Work request.
Wherever "filename" appears in the records below, copy the line that holds it.

Dataset entries:
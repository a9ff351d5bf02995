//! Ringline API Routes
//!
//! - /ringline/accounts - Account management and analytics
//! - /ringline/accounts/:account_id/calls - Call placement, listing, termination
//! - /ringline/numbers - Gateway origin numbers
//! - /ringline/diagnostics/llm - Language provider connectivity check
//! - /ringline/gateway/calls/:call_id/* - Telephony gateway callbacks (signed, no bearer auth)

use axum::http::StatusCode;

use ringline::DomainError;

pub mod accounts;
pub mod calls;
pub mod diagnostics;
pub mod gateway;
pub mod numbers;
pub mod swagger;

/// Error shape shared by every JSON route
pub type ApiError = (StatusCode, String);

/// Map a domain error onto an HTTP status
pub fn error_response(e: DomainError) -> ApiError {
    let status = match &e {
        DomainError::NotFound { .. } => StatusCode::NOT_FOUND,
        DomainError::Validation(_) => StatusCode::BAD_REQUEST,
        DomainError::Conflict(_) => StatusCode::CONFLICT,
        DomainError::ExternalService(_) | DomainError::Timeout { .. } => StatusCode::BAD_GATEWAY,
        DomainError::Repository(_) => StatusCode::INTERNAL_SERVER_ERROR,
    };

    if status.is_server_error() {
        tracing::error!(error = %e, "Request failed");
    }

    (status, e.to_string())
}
==
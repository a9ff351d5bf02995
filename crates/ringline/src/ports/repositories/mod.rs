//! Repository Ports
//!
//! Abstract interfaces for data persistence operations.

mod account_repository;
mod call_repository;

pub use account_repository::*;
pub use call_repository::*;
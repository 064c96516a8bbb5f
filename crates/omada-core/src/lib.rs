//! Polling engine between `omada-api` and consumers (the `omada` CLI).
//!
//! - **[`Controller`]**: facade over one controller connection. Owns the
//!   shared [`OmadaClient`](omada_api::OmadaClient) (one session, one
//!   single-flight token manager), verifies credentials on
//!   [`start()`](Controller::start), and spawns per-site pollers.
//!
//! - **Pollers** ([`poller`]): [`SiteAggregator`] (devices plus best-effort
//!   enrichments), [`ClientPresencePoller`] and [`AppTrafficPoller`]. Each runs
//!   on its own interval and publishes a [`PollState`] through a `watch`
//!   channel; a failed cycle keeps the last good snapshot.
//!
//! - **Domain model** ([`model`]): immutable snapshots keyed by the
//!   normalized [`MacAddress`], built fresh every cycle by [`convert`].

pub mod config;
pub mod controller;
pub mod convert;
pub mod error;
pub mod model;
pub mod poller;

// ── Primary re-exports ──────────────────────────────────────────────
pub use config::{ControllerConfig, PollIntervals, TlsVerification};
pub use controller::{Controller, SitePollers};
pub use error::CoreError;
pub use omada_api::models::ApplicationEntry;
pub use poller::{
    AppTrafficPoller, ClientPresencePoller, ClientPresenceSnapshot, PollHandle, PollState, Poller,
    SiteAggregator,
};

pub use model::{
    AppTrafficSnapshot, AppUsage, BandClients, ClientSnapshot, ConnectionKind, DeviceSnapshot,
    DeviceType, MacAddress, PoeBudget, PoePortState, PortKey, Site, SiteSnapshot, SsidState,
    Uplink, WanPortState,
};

Finished task.
filename crates/ringline/src/ports/repositories/mod.rs
filename crates/omada-core/src/lib.rs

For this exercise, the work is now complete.